### [What you are asked to do]
Would you find each line in the entries below with the string "Home" and copy it?

START Data supplied

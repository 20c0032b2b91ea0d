use std::sync::Arc;
use std::time::Duration;

use flume::{Receiver, Sender};
use tracing::info;

use crate::audio::AudioHandle;
use crate::auth::{self, AuthService};
use crate::config::Config;
use crate::event::events::Event;
use crate::http::ApiClient;
use crate::ui::components::toast::Toaster;
use crate::ui::context::AppContext;
use crate::ui::handler::EventHandler;
use crate::ui::layout::AppLayout;
use crate::ui::nav::{NavigationState, Navigator};
use crate::ui::router;
use crate::ui::state::AppState;
use crate::ui::traits::View;
use crate::ui::tui::Tui;
use crate::util::task::TaskManager;

pub struct App {
    pub event_rx: Receiver<Event>,
    pub event_tx: Sender<Event>,
    pub ctx: AppContext,
    pub state: AppState,
    pub navigator: Navigator,
    pub view: Box<dyn View>,
    pub toaster: Toaster,
    pub task_manager: TaskManager,
    pub has_focus: bool,
    pub should_quit: bool,
    /// The navigation state the current view was built from.
    mounted: NavigationState,
    /// Last navigation generation applied to the shell.
    seen_generation: u64,
}

impl App {
    pub async fn new() -> color_eyre::Result<Self> {
        Self::with_config(Config::from_env()).await
    }

    pub async fn with_config(config: Config) -> color_eyre::Result<Self> {
        let (event_tx, event_rx) = flume::unbounded();
        let api = Arc::new(ApiClient::new(&config));
        let auth = Arc::new(AuthService::new());
        let navigator = Navigator::new();
        let ctx = AppContext {
            api: api.clone(),
            auth: auth.clone(),
            audio: AudioHandle::new(),
            nav: navigator.handle(),
            event_tx: event_tx.clone(),
        };

        let mut task_manager = TaskManager::new();
        task_manager.spawn(
            "resolve_session",
            auth::resolve_session(auth, api, config.token, event_tx.clone()),
        );

        let mounted = navigator.state().clone();
        let mut view = router::resolve(mounted.page, &mounted.params);
        view.on_mount(&ctx).await;

        Ok(Self {
            event_rx,
            event_tx,
            ctx,
            state: AppState::default(),
            navigator,
            view,
            toaster: Toaster::default(),
            task_manager,
            has_focus: true,
            should_quit: false,
            mounted,
            seen_generation: 0,
        })
    }

    pub async fn run(&mut self) -> color_eyre::Result<()> {
        let mut tui = Tui::new()?;
        tui.enter()?;

        let audio = self.ctx.audio.clone();
        self.task_manager.spawn("playback_progress", async move {
            let mut interval = tokio::time::interval(Duration::from_secs(1));
            loop {
                interval.tick().await;
                audio.advance(1);
            }
        });

        while !self.should_quit {
            self.navigator.drain();
            self.apply_navigation().await;
            self.toaster.tick();

            if self.has_focus {
                tui.draw(|f| {
                    let area = f.area();
                    AppLayout::new(self).render(f, area);
                })?;
            }

            EventHandler::handle_events(self, &mut tui).await?;
        }

        tui.exit()?;
        Ok(())
    }

    /// Applies the outcome of any `navigate` calls since the last frame.
    /// The scroll reset fires once per call; the view is rebuilt only when
    /// the target actually changed, so re-navigating to the current page
    /// keeps the view instance and whatever it has fetched.
    pub async fn apply_navigation(&mut self) {
        if self.navigator.generation() == self.seen_generation {
            return;
        }
        self.seen_generation = self.navigator.generation();
        self.state.ui.content_scroll = 0;

        let target = self.navigator.state().clone();
        if target == self.mounted {
            return;
        }

        info!(page = %target.page, "route changed");
        let mut view = router::resolve(target.page, &target.params);
        view.on_mount(&self.ctx).await;
        self.view = view;
        self.mounted = target;
    }
}

#[cfg(test)]
mod tests {
    use super::*;
    use crate::http::models::Track;
    use crate::ui::nav::{NavRequest, PageId, PageParams};

    async fn test_app() -> App {
        App::with_config(Config {
            api_url: "http://127.0.0.1:9".to_string(),
            token: Some("test-token".to_string()),
        })
        .await
        .unwrap()
    }

    #[tokio::test]
    async fn test_navigation_rebuilds_view_on_target_change() {
        let mut app = test_app().await;
        assert_eq!(app.view.title(), "Home");

        app.navigator.navigate(PageId::Artists, PageParams::new());
        app.apply_navigation().await;
        assert_eq!(app.view.title(), "Artists");
    }

    #[tokio::test]
    async fn test_same_target_navigation_resets_scroll_but_keeps_the_view() {
        let mut app = test_app().await;
        app.navigator.navigate(PageId::Artists, PageParams::new());
        app.apply_navigation().await;

        let before = app.view.as_ref() as *const dyn View as *const ();
        app.state.ui.content_scroll = 12;

        app.navigator.navigate(PageId::Artists, PageParams::new());
        app.apply_navigation().await;

        assert_eq!(app.state.ui.content_scroll, 0);
        let after = app.view.as_ref() as *const dyn View as *const ();
        assert_eq!(before, after, "view instance was rebuilt for an identical target");
    }

    #[tokio::test]
    async fn test_playback_is_untouched_by_navigation() {
        let app = {
            let mut app = test_app().await;
            app.ctx.audio.play(Track {
                id: "t1".to_string(),
                title: "Midnight".to_string(),
                artist: "Aurora".to_string(),
                duration_secs: 180,
                liked: false,
            });
            app
        };
        let before = app.ctx.audio.snapshot();

        let mut app = app;
        for page in [PageId::Artists, PageId::Playlists, PageId::Home, PageId::Login] {
            app.navigator.navigate(page, PageParams::new());
            app.apply_navigation().await;
        }

        let after = app.ctx.audio.snapshot();
        assert!(Arc::ptr_eq(&before, &after), "navigation disturbed playback state");
    }

    #[tokio::test]
    async fn test_channel_request_is_applied_once() {
        let mut app = test_app().await;
        app.ctx.nav.request(NavRequest::to(PageId::Upload));

        assert!(app.navigator.drain());
        app.apply_navigation().await;
        assert_eq!(app.navigator.state().page, PageId::Upload);

        let generation = app.navigator.generation();
        assert!(!app.navigator.drain());
        assert_eq!(app.navigator.generation(), generation);
    }
}
//! Room store.
//!
//! Owns the room-id → message-log mapping. Pure data and mutation, no
//! network knowledge; the router decides who hears about a mutation. Rooms
//! are created implicitly on first touch and live for the process lifetime —
//! state is intentionally volatile and never persisted.
//!
//! # Invariants
//!
//! - A room's log only grows, in append order.
//! - Message ids are unique for the process lifetime (time-derived token with
//!   a process-wide sequence suffix, so same-millisecond appends never
//!   collide).
//! - Every read hands out clones; callers can never mutate store-internal
//!   state through a snapshot or a returned message.

use std::collections::HashMap;

use backchannel_proto::{ExportPayload, ExportedMessage, Message, MessageKind, Reply};

use crate::env::Environment;

/// In-memory store of per-room message logs.
#[derive(Debug, Default)]
pub struct RoomStore {
    /// Room id → ordered message log.
    rooms: HashMap<String, Vec<Message>>,
    /// Process-wide id sequence, suffixed onto time-derived id tokens.
    next_seq: u64,
}

impl RoomStore {
    /// Create an empty store.
    pub fn new() -> Self {
        Self::default()
    }

    /// Ensure a room exists, creating an empty log if absent. Idempotent.
    pub fn ensure_room(&mut self, room_id: &str) {
        if !self.rooms.contains_key(room_id) {
            self.rooms.insert(room_id.to_string(), Vec::new());
        }
    }

    /// Whether a room has been created.
    pub fn has_room(&self, room_id: &str) -> bool {
        self.rooms.contains_key(room_id)
    }

    /// Append a new message to a room's log, creating the room if needed.
    ///
    /// Mints the id and timestamp from `env` and returns a clone of the
    /// stored message (empty reply list). Never fails for well-formed input;
    /// kind validity is enforced at the decode layer.
    pub fn append_message<E: Environment>(
        &mut self,
        room_id: &str,
        kind: MessageKind,
        body: &str,
        env: &E,
    ) -> Message {
        let now = env.now_millis();
        let message = Message {
            id: self.mint_id(now),
            body: body.to_string(),
            kind,
            created_at: now,
            replies: Vec::new(),
        };

        let log = self.rooms.entry(room_id.to_string()).or_default();
        log.push(message.clone());
        message
    }

    /// Append a reply to an existing message in a room.
    ///
    /// Returns a clone of the full updated message so observers receive the
    /// whole aggregate, or `None` if the message id is not in the room's log
    /// (in which case nothing anywhere is mutated).
    pub fn append_reply<E: Environment>(
        &mut self,
        room_id: &str,
        message_id: &str,
        body: &str,
        env: &E,
    ) -> Option<Message> {
        // Resolve the target before minting anything; a missing id must have
        // no side effect, not even a consumed sequence number.
        let index = self.rooms.get(room_id)?.iter().position(|m| m.id == message_id)?;

        let now = env.now_millis();
        let reply_id = self.mint_id(now);

        let message = self.rooms.get_mut(room_id)?.get_mut(index)?;
        message.replies.push(Reply { id: reply_id, body: body.to_string(), created_at: now });
        Some(message.clone())
    }

    /// The room's current log in insertion order, cloned.
    ///
    /// Empty if the room does not exist. Used to replay history to a newly
    /// joined connection.
    pub fn snapshot(&self, room_id: &str) -> Vec<Message> {
        self.rooms.get(room_id).cloned().unwrap_or_default()
    }

    /// Export a room's transcript, skipping messages whose kind is excluded.
    ///
    /// Pure read: flattens each surviving message to (timestamp, kind, body,
    /// replies) and stamps the payload with the export time.
    pub fn export_transcript<E: Environment>(
        &self,
        room_id: &str,
        exclude_kinds: &[MessageKind],
        env: &E,
    ) -> ExportPayload {
        let messages = self
            .rooms
            .get(room_id)
            .map(|log| {
                log.iter()
                    .filter(|m| !exclude_kinds.contains(&m.kind))
                    .map(ExportedMessage::from)
                    .collect()
            })
            .unwrap_or_default();

        ExportPayload { room_id: room_id.to_string(), export_time: env.now_millis(), messages }
    }

    /// Number of rooms ever touched.
    pub fn room_count(&self) -> usize {
        self.rooms.len()
    }

    /// Length of a room's log. Zero if the room does not exist.
    pub fn message_count(&self, room_id: &str) -> usize {
        self.rooms.get(room_id).map_or(0, Vec::len)
    }

    /// Time-derived id token: unix millis plus a process-wide sequence.
    fn mint_id(&mut self, now_millis: u64) -> String {
        self.next_seq += 1;
        format!("{now_millis}-{}", self.next_seq)
    }
}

END Data supplied

### [Task output]
        assert_eq!(app.view.title(), "Home");
        for page in [PageId::Artists, PageId::Playlists, PageId::Home, PageId::Login] {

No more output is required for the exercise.